Obituary 1 * Obituary 2

1887 - Prof. Jones, superintendent

Prof. Jones, of Epworth, formerly principal of Epworth Seminary, and at present editor of the 'Iowa Normal Monthly', has accepted a position as superintendent of the public schools at Lansing. The Lansing Journal says:

"The school board, in special session last Wednesday evening, selected as school superintendent for the ensuing year, Prof. Jones, of Dubuque. The gentleman was here recently and visited the schools, and so favorably impressed the board, that he was unanimously elected. He, too, was much pleased with our beautiful city and its people with whom he came in contact. Mr. Jones is editor of the 'Iowa Normal Monthly', published at Dubuque, and has not been teaching the past year."

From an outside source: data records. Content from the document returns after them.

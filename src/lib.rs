//! Astraeus Trading System Library
//!
//! Core components for the Astraeus automated crypto research and trading
//! pipeline: analysis engine, risk manager, trading executor, and the
//! automation scheduler that drives them.

pub mod application;
pub mod config;
pub mod domain;
pub mod infrastructure;
pub mod exchange;
pub mod market_data;
pub mod notifier;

The TIMES earnestly congratulates the people of Lansing on their excellant choice. Indeed, they might have searched the State over without finding a better man to place at the head of their schools. Prof. Jones is one of the ablest young men in Iowa. His character is as pure as the sunlight - his ideas progressive and modern - his industry and zeal are prominent characteristics, and as an orator of power and fluency he has few equals. In fact, Prof. Jones, yet a young man, possesses many of the qualities that make men great. His success as principal of Epworth Seminary was surprising to all who had not gauged the young professor by proper measure. Failing health compelled him to cease his labors just as he was to reach a higher plane of success. A year of relaxation from the confinement of school work has given him renewed health, and he will enter upon his work at Lansing with better health and deep enthusiasm. There are great achievements in store for him in whatever he undertakes.
~Lansing Journal, reprinted by the Dubuque Times on June 3, 1887

Note: Prof. Jones apparently removed to Marshalltown: "County Superintendent Jones and family have returned from a visit with relatives in Ohio and Illinois. They report excessive rains in Ohio and great drouth in central Illinois. John Hilliard, who is superintendent of schools at Lansing has been looking after the superintendent office during Mr. Jone's absence." ~Times Republic, August 30, 1909, Marshalltown, Iowa

~contributed by Cindy (Maust) Smith

1891 July - Knoepfler of Lansing nominated for State Superintendent

The nomination of Prof. J.B. Knoepfler, of Lansing, for Superintendent of Public Instruction, meets the approval of all Clayton county teachers, most of whom have met Mr. Knoepfler and have been under his instruction during the normal institute of 1890.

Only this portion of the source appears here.